[net,3/3] net/mlx5: WQ, fixes for fragmented WQ buffers API

Message ID 20181011013244.29554-4-saeedm@mellanox.com
State Accepted
Delegated to: David Miller
Headers show
Series
  • [net,1/3] net/mlx5: Fix memory leak when setting fpga ipsec caps
Related show

Commit Message

Saeed Mahameed Oct. 11, 2018, 1:32 a.m.
From: Tariq Toukan <tariqt@mellanox.com>

mlx5e netdevice used to calculate fragment edges by a call to
mlx5_wq_cyc_get_frag_size().

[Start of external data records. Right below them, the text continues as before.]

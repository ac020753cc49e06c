
use criterion::{BenchmarkId, Criterion, Throughput, criterion_group, criterion_main};
use rand::SeedableRng;
use rand_chacha::ChaCha20Rng;

use pfloss::sampler::ScenarioSampler;
use pfloss::simulation::{simulate, simulate_brute_force};
use pfloss::types::DrawIndex;

use fixtures::{LARGE, MEDIUM, SMALL, params, with_size};

// ── Group 1: scenario — single draw, binomial vs per-obligor ─────────────────

fn bench_scenario(c: &mut Criterion) {
    let mut group = c.benchmark_group("scenario");
    for &n in &[100i64, 1_000, 10_000] {
        let sampler = ScenarioSampler::new(&with_size(&MEDIUM, n, 1)).expect("sampler");
        group.bench_with_input(BenchmarkId::new("binomial", n), &n, |b, _| {
            let mut rng = ChaCha20Rng::seed_from_u64(42);
            b.iter(|| sampler.sample(DrawIndex(0), &mut rng))
        });
        group.bench_with_input(BenchmarkId::new("by_obligor", n), &n, |b, _| {
            let mut rng = ChaCha20Rng::seed_from_u64(42);
            b.iter(|| sampler.sample_by_obligor(&mut rng))
        });
    }
    group.finish();
}

// ── Group 2: draws — kernel scaling in M ─────────────────────────────────────

fn bench_draws(c: &mut Criterion) {
    let mut group = c.benchmark_group("draws");
    for &m in &[1_000i64, 10_000, 100_000, 1_000_000] {
        let p = with_size(&MEDIUM, MEDIUM.portfolio_size, m);
        group.throughput(Throughput::Elements(m as u64));
        group.bench_with_input(BenchmarkId::from_parameter(m), &p, |b, p| {
            b.iter(|| simulate(p, 42))
        });
    }
    group.finish();
}

// ── Group 3: end_to_end — named scenarios ────────────────────────────────────

fn bench_end_to_end(c: &mut Criterion) {
    let mut group = c.benchmark_group("end_to_end");
    for (name, scenario) in [("small", &SMALL), ("medium", &MEDIUM), ("large", &LARGE)] {
        if name == "large" {
            group.sample_size(10);
        }
        let p = params(scenario);
        group.throughput(Throughput::Elements(scenario.simulation_count as u64));
        group.bench_function(BenchmarkId::from_parameter(name), |b| b.iter(|| simulate(&p, 42)));
    }
    group.finish();
}

// ── Group 4: brute_force — obligor-level reference on the small scenario ─────

fn bench_brute_force(c: &mut Criterion) {
    let mut group = c.benchmark_group("brute_force");
    group.sample_size(10);
    let p = params(&SMALL);
    group.bench_function("small", |b| b.iter(|| simulate_brute_force(&p, 42)));
    group.finish();
}

// ── Group 5: threads — same run on 1 and all workers ─────────────────────────

fn bench_threads(c: &mut Criterion) {
    let mut group = c.benchmark_group("threads");
    let p = params(&MEDIUM);
    for threads in [1usize, 0] {
        let pool = rayon::ThreadPoolBuilder::new()
            .num_threads(threads)
            .build()
            .expect("thread pool");
        let label = if threads == 0 { "all".to_string() } else { threads.to_string() };
        group.bench_function(BenchmarkId::from_parameter(label), |b| {
            b.iter(|| pool.install(|| simulate(&p, 42)))
        });
    }
    group.finish();
}

criterion_group!(
    benches,
    bench_scenario,
    bench_draws,
    bench_end_to_end,
    bench_brute_force,
    bench_threads,
);
criterion_main!(benches);
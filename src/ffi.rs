//! C ABI for non-Rust drivers.
//!
//! The destination is always described by a pointer *and* a capacity. The
//! kernel checks the capacity against `simulation_count` before touching
//! memory, so a short buffer is an error code rather than an overrun.

use crate::error::SimulationError;
use crate::params::{RawParameters, SimulationParameters};
use crate::simulation::simulate_into;

/// Status codes returned by [`pfloss_simulate`].
#[repr(i32)]
#[derive(Debug, Clone, Copy, PartialEq, Eq)]
pub enum Status {
    Ok = 0,
    InvalidParameter = 1,
    BufferCapacity = 2,
    NumericInstability = 3,
    NullPointer = 4,
}

impl From<&SimulationError> for Status {
    fn from(e: &SimulationError) -> Self {
        match e {
            SimulationError::InvalidParameter { .. } => Status::InvalidParameter,
            SimulationError::BufferCapacity { .. } => Status::BufferCapacity,
            SimulationError::NumericInstability { .. } => Status::NumericInstability,
        }
    }
}

/// Fill `out[..params.simulation_count]` with simulated portfolio losses.
///
/// Returns a [`Status`] code. On any non-zero status nothing was written.
///
/// # Safety
///
/// `out` must be null or point to `capacity` writable, properly aligned
/// `f32` values that nothing else accesses for the duration of the call.
#[unsafe(no_mangle)]
pub unsafe extern "C" fn pfloss_simulate(
    params: RawParameters,
    seed: u64,
    out: *mut f32,
    capacity: usize,
) -> i32 {
    let params = match SimulationParameters::try_from(params) {
        Ok(p) => p,
        Err(e) => return Status::from(&e) as i32,
    };
    if out.is_null() {
        return Status::NullPointer as i32;
    }
    // SAFETY: non-null, and the caller guarantees `capacity` valid elements.
    let out = unsafe { std::slice::from_raw_parts_mut(out, capacity) };
    match simulate_into(&params, seed, out) {
        Ok(()) => Status::Ok as i32,
        Err(e) => Status::from(&e) as i32,
    }
}
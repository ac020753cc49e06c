use pfloss::analysis::LossSummary;
use pfloss::normal::norm_cdf;
use pfloss::simulation::{simulate, simulate_counts};
use pfloss::{RawParameters, SimulationError, SimulationParameters};

fn reference() -> SimulationParameters {
    SimulationParameters::try_from(RawParameters {
        asset_correlation: 0.05,
        default_threshold: -2.0,
        exposure_at_default: 1.0,
        loss_given_default: 0.6,
        portfolio_size: 100,
        simulation_count: 1000,
    })
    .unwrap()
}

fn variance(v: &[f32]) -> f64 {
    let n = v.len() as f64;
    let mean = v.iter().map(|&x| x as f64).sum::<f64>() / n;
    v.iter().map(|&x| (x as f64 - mean).powi(2)).sum::<f64>() / (n - 1.0)
}

/// 1000 draws, each a multiple of 0.6 no larger than 60, mean near 1.37.
#[test]
fn reference_scenario() {
    let losses = simulate(&reference(), 42).unwrap();
    assert_eq!(losses.len(), 1000);

    for (i, &loss) in losses.iter().enumerate() {
        assert!((0.0..=60.0 + 1e-4).contains(&loss), "draw {i}: loss {loss} out of range");
        let k = loss as f64 / 0.6;
        assert!((k - k.round()).abs() < 1e-4, "draw {i}: loss {loss} not a multiple of 0.6");
    }

    let mean = LossSummary::from_losses(&losses).unwrap().mean;
    // 100 × Φ(−2) × 0.6 ≈ 1.365; standard error ≈ 0.05
    assert!((mean - 1.365).abs() < 0.3, "mean loss {mean:.4} far from 1.365");
}

/// With ρ = 0 the mean default count converges to N·Φ(c).
#[test]
fn independent_defaults_converge_to_pd() {
    let params = SimulationParameters::new(0.0, -2.0, 1.0, 0.6, 100, 100_000).unwrap();
    let counts = simulate_counts(&params, 2024).unwrap();
    let mean = counts.iter().map(|c| c.0 as f64).sum::<f64>() / counts.len() as f64;

    let p: f64 = 0.022_750_131_948_179;
    let expected = 100.0 * p;
    let se = (100.0 * p * (1.0 - p) / 100_000.0).sqrt();
    assert!(
        (mean - expected).abs() < 4.0 * se,
        "mean count {mean:.4} vs {expected:.4} (se {se:.4})"
    );
}

/// Raising ρ with everything else fixed never lowers the loss variance.
#[test]
fn variance_rises_with_correlation() {
    let mut prev = 0.0;
    for rho in [0.0, 0.05, 0.15, 0.3, 0.5, 0.7, 0.9] {
        let params = SimulationParameters::new(rho, -2.0, 1.0, 0.6, 100, 50_000).unwrap();
        let var = variance(&simulate(&params, 7).unwrap());
        assert!(var >= prev, "variance fell to {var:.4} at rho = {rho} (was {prev:.4})");
        prev = var;
    }
}

/// A one-obligor, one-draw run loses either nothing or EAD·LGD, and the
/// latter happens with frequency Φ(c).
#[test]
fn single_obligor_single_draw() {
    let params = SimulationParameters::new(0.3, -1.0, 2.0, 0.5, 1, 1).unwrap();
    let runs = 4_000u64;
    let mut hits = 0u64;
    for seed in 0..runs {
        let losses = simulate(&params, seed).unwrap();
        assert_eq!(losses.len(), 1);
        let loss = losses[0];
        if loss == 1.0 {
            hits += 1;
        } else {
            assert_eq!(loss, 0.0, "seed {seed}: unexpected loss {loss}");
        }
    }
    let freq = hits as f64 / runs as f64;
    let p = norm_cdf(-1.0);
    let se = (p * (1.0 - p) / runs as f64).sqrt();
    assert!((freq - p).abs() < 4.0 * se, "default frequency {freq:.4} vs Φ(-1) = {p:.4}");
}

#[test]
fn near_unit_correlation_is_all_or_nothing() {
    let params = SimulationParameters::new(1.0 - 1e-13, -1.0, 1.0, 1.0, 50, 10_000).unwrap();
    let losses = simulate(&params, 3).unwrap();
    assert!(losses.iter().all(|&l| l == 0.0 || l == 50.0));
    let freq = losses.iter().filter(|&&l| l == 50.0).count() as f64 / losses.len() as f64;
    assert!((freq - norm_cdf(-1.0)).abs() < 0.02, "systemic default frequency {freq:.4}");
}

#[test]
fn zero_exposure_or_severity_gives_zero_losses() {
    for (ead, lgd) in [(0.0, 0.6), (1.0, 0.0)] {
        let params = SimulationParameters::new(0.2, 0.0, ead, lgd, 100, 500).unwrap();
        assert!(simulate(&params, 1).unwrap().iter().all(|&l| l == 0.0));
    }
}

#[test]
fn invalid_record_never_runs() {
    let raw = RawParameters {
        asset_correlation: 0.05,
        default_threshold: -2.0,
        exposure_at_default: 1.0,
        loss_given_default: 1.5,
        portfolio_size: 100,
        simulation_count: 1000,
    };
    match SimulationParameters::try_from(raw) {
        Err(SimulationError::InvalidParameter { field, .. }) => {
            assert_eq!(field, "lossGivenDefault")
        }
        other => panic!("expected InvalidParameter, got {other:?}"),
    }
}
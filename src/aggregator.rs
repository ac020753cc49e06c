use crate::params::SimulationParameters;
use crate::types::DefaultCount;

/// Turns a draw's default count into a portfolio loss.
///
/// Homogeneous portfolio: every defaulted obligor contributes `EAD × LGD`.
#[derive(Debug, Clone, Copy)]
pub struct LossAggregator {
    loss_per_default: f64,
}

impl LossAggregator {
    pub fn new(params: &SimulationParameters) -> Self {
        Self {
            loss_per_default: params.loss_per_default(),
        }
    }

    pub fn loss(&self, defaults: DefaultCount) -> f32 {
        (defaults.0 as f64 * self.loss_per_default) as f32
    }

    /// Write the losses for `counts` into `out`, position for position.
    ///
    /// `out` and `counts` must have equal length; the kernel guarantees this.
    pub fn write(&self, counts: &[DefaultCount], out: &mut [f32]) {
        debug_assert_eq!(counts.len(), out.len());
        for (slot, &count) in out.iter_mut().zip(counts) {
            *slot = self.loss(count);
        }
    }
}
use std::time::Instant;

use rand::SeedableRng;
use rand_chacha::ChaCha20Rng;
use rayon::prelude::*;
use tracing::{debug, info, warn};

use crate::aggregator::LossAggregator;
use crate::error::{Result, SimulationError};
use crate::params::SimulationParameters;
use crate::sampler::ScenarioSampler;
use crate::types::{BlockIndex, DefaultCount, DrawIndex};

/// One kernel run: validated parameters plus the run-level seed.
///
/// Holds no state between runs. Every block of draws derives its own
/// ChaCha stream from `(seed, block)`, so results depend only on the inputs.
pub struct Simulation {
    params: SimulationParameters,
    seed: u64,
    sampler: ScenarioSampler,
    aggregator: LossAggregator,
}

impl Simulation {
    pub fn new(params: SimulationParameters, seed: u64) -> Result<Self> {
        Ok(Simulation {
            sampler: ScenarioSampler::new(&params)?,
            aggregator: LossAggregator::new(&params),
            params,
            seed,
        })
    }

    pub fn params(&self) -> &SimulationParameters {
        &self.params
    }

    pub fn seed(&self) -> u64 {
        self.seed
    }

    /// Random stream owned by `block`.
    fn block_rng(&self, block: BlockIndex) -> ChaCha20Rng {
        let mut rng = ChaCha20Rng::seed_from_u64(self.seed);
        rng.set_stream(block.stream());
        rng
    }

    /// Default count of every draw, in draw order.
    pub fn default_counts(&self) -> Result<Vec<DefaultCount>> {
        let m = self.params.simulation_count();
        let mut counts = vec![DefaultCount(0); m];
        debug!(
            draws = m,
            blocks = m.div_ceil(BlockIndex::DRAWS_PER_BLOCK),
            "sampling default counts"
        );

        counts
            .par_chunks_mut(BlockIndex::DRAWS_PER_BLOCK)
            .enumerate()
            .try_for_each(|(b, chunk)| {
                let block = BlockIndex(b);
                let mut rng = self.block_rng(block);
                let first = block.first_draw().0;
                for (offset, slot) in chunk.iter_mut().enumerate() {
                    *slot = self.sampler.sample(DrawIndex(first + offset), &mut rng)?;
                }
                Ok::<(), SimulationError>(())
            })?;

        Ok(counts)
    }

    /// Default counts from the obligor-by-obligor model. O(N·M); reference only.
    pub fn default_counts_by_obligor(&self) -> Vec<DefaultCount> {
        let mut counts = vec![DefaultCount(0); self.params.simulation_count()];
        counts
            .par_chunks_mut(BlockIndex::DRAWS_PER_BLOCK)
            .enumerate()
            .for_each(|(b, chunk)| {
                let mut rng = self.block_rng(BlockIndex(b));
                for slot in chunk.iter_mut() {
                    *slot = self.sampler.sample_by_obligor(&mut rng);
                }
            });
        counts
    }

    /// Fill `out[..M]` with one loss per draw.
    ///
    /// Fails with `BufferCapacity` before any work if `out` is too short.
    /// On any error `out` is left untouched; entries past `M` are never written.
    pub fn run_into(&self, out: &mut [f32]) -> Result<()> {
        let m = self.params.simulation_count();
        if out.len() < m {
            warn!(required = m, capacity = out.len(), "destination too small");
            return Err(SimulationError::BufferCapacity {
                required: m,
                capacity: out.len(),
            });
        }

        let started = Instant::now();
        info!(
            rho = self.params.asset_correlation(),
            threshold = self.params.default_threshold(),
            ead = self.params.exposure_at_default(),
            lgd = self.params.loss_given_default(),
            portfolio_size = self.params.portfolio_size(),
            draws = m,
            seed = self.seed,
            "simulation started"
        );

        let counts = self.default_counts()?;
        self.aggregator.write(&counts, &mut out[..m]);

        info!(elapsed_ms = started.elapsed().as_millis() as u64, "simulation finished");
        Ok(())
    }

    /// Owned loss sequence of exactly `M` entries.
    pub fn run(&self) -> Result<Vec<f32>> {
        let mut out = vec![0.0; self.params.simulation_count()];
        self.run_into(&mut out)?;
        Ok(out)
    }
}

/// Run the kernel into a caller-provided destination.
pub fn simulate_into(params: &SimulationParameters, seed: u64, out: &mut [f32]) -> Result<()> {
    Simulation::new(*params, seed)?.run_into(out)
}

/// Run the kernel and return the loss sequence.
pub fn simulate(params: &SimulationParameters, seed: u64) -> Result<Vec<f32>> {
    Simulation::new(*params, seed)?.run()
}

/// Run only the scenario stage and return the per-draw default counts.
pub fn simulate_counts(params: &SimulationParameters, seed: u64) -> Result<Vec<DefaultCount>> {
    Simulation::new(*params, seed)?.default_counts()
}

/// Losses from the obligor-by-obligor model, for cross-checking the kernel.
pub fn simulate_brute_force(params: &SimulationParameters, seed: u64) -> Result<Vec<f32>> {
    let sim = Simulation::new(*params, seed)?;
    let counts = sim.default_counts_by_obligor();
    let mut out = vec![0.0; counts.len()];
    sim.aggregator.write(&counts, &mut out);
    Ok(out)
}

This calculation did not give the correct
indication for queues smaller than a PAGE_SIZE, (broken by default on
PowerPC, where PAGE_SIZE == 64KB).  Here it is replaced by the correct new
calls/API.

Since (TX/RX) Work Queues buffers are fragmented, here we introduce
changes to the API in core driver, so that it gets a stride index and
returns the index of last stride on same fragment, and an additional
wrapping function that returns the number of physically contiguous
strides that can be written contiguously to the work queue.

This obsoletes the following API functions, and their buggy
usage in EN driver:
* mlx5_wq_cyc_get_frag_size()
* mlx5_wq_cyc_ctr2fragix()

The new API improves modularity and hides the details of such
calculation for mlx5e netdevice and mlx5_ib rdma drivers.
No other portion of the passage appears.